Now in its fifth appearance before this Court, this tortured and protracted litigation arising from a 1984 accident involving a cab and chassis manufactured in 1978 conjures up images of the generations-long odyssey of Jarndyce v. Jarndyce of Bleak House fame: “And thus, through years and years, and lives and lives, everything goes on, constantly beginning over and over again, and nothing ever ends. And we can’t get out of the suit on any terms, for we are made parties to it, and must be parties to it, whether we like it or not.” 1 The law sometimes weaves its garment painstakingly slowly.

Factual Background

Dickens’ lament notwithstanding, we address the task at hand. We recap the facts from Ogletree v. Navistar Intl. Transp. Corp. 2 “On March 10, 1984, Campbell drove his fertilizer spreader truck to Colbert Seed Company to pick up a load of ammonia nitrate. The fertilizer was located in a compartmentalized bulk-transport trailer called a ‘Killebrew’ which required off-loading from the side. The Killebrew was equipped with a hydraulic motor to transfer its contained material to the transport vehicle, which motor could be quite loud.
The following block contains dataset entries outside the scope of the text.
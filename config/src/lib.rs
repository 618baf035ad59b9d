//! # Configuration
//!
//! Startup configuration for the media indexing and retrieval engine.
//!
//! - Configuration structures for every component (C1-C7)
//! - Environment variable loading (12-factor app principles)
//! - Validation via the `validator` crate

pub mod config;
pub mod loader;

pub use config::{
    AppConfig, AuthConfig, ContentConfig, EmbeddingConfig, IngestionConfig, SearchConfig,
    ServerConfig, VectorDbConfig
};
pub use loader::load_from_env;
pub use validator::Validate;
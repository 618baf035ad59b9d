//! Route assembly for the media indexing and retrieval engine (§6).

use axum::routing::{delete, get, post, put};
use axum::Router;
use metrics_exporter_prometheus::PrometheusHandle;
use std::sync::Arc;
use tower_http::cors::{Any, CorsLayer};
use tower_http::trace::TraceLayer;

use crate::handlers;
use crate::state::AppState;

/// Builds the full router. Everything lives under `/api/v1` (§6), with
/// `/auth/token` and `/ping`/`/health` exempt from the bearer-auth layer —
/// `route_layer` only wraps the routes registered before it's called, so
/// the exempt routes are merged in afterwards rather than listed alongside
/// the protected ones. `/metrics` sits outside `/api/v1` entirely, on its
/// own state.
pub fn create_router(state: Arc<AppState>, prometheus_handle: PrometheusHandle) -> Router {
    let cors = CorsLayer::new().allow_origin(Any).allow_methods(Any).allow_headers(Any);

    let protected = Router::new()
        .route("/media/upload", post(handlers::upload::upload))
        .route("/media/list", get(handlers::media::list))
        .route("/media/{gmid}", get(handlers::media::detail).delete(handlers::media::delete))
        .route("/media/{gmid}/description", put(handlers::media::update_description))
        .route("/search/text", post(handlers::search::text))
        .route("/search/by-image", post(handlers::search::by_image))
        .route("/search/similar-by-file", post(handlers::search::similar_by_file))
        .route("/search/stats", get(handlers::search::stats))
        .route_layer(axum::middleware::from_fn_with_state(state.clone(), crate::auth::require_bearer_token));

    let exempt = Router::new()
        .route("/ping", get(handlers::health::ping))
        .route("/health", get(handlers::health::health))
        .route("/auth/token", post(handlers::auth::token));

    let api_v1 = protected.merge(exempt);

    let metrics = Router::new().route("/metrics", get(crate::metrics::scrape)).with_state(prometheus_handle);

    Router::new()
        .nest("/api/v1", api_v1)
        .merge(metrics)
        .layer(cors)
        .layer(TraceLayer::new_for_http())
        .with_state(state)
}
“The decedent, a salesman for an agricultural supply company, met Campbell at the seed company and rode on the running board of Campbell’s truck to the area where the Killebrews were located. The decedent located the correct Killebrew, told Campbell, and disappeared from Campbell’s view. Campbell pulled up and, aided by his rearview mirrors, began to back around to come up alongside a Killebrew different from the one designated by the decedent. Having turned his back to the approaching vehicle, the decedent was stand *90 ing at the presenting end of the correct Killebrew; its engine was probably running. Campbell’s view of the decedent being blocked by the fertilizer spreader body, Campbell struck and killed the decedent as Campbell mistakenly backed his truck up to the adjacent Killebrew.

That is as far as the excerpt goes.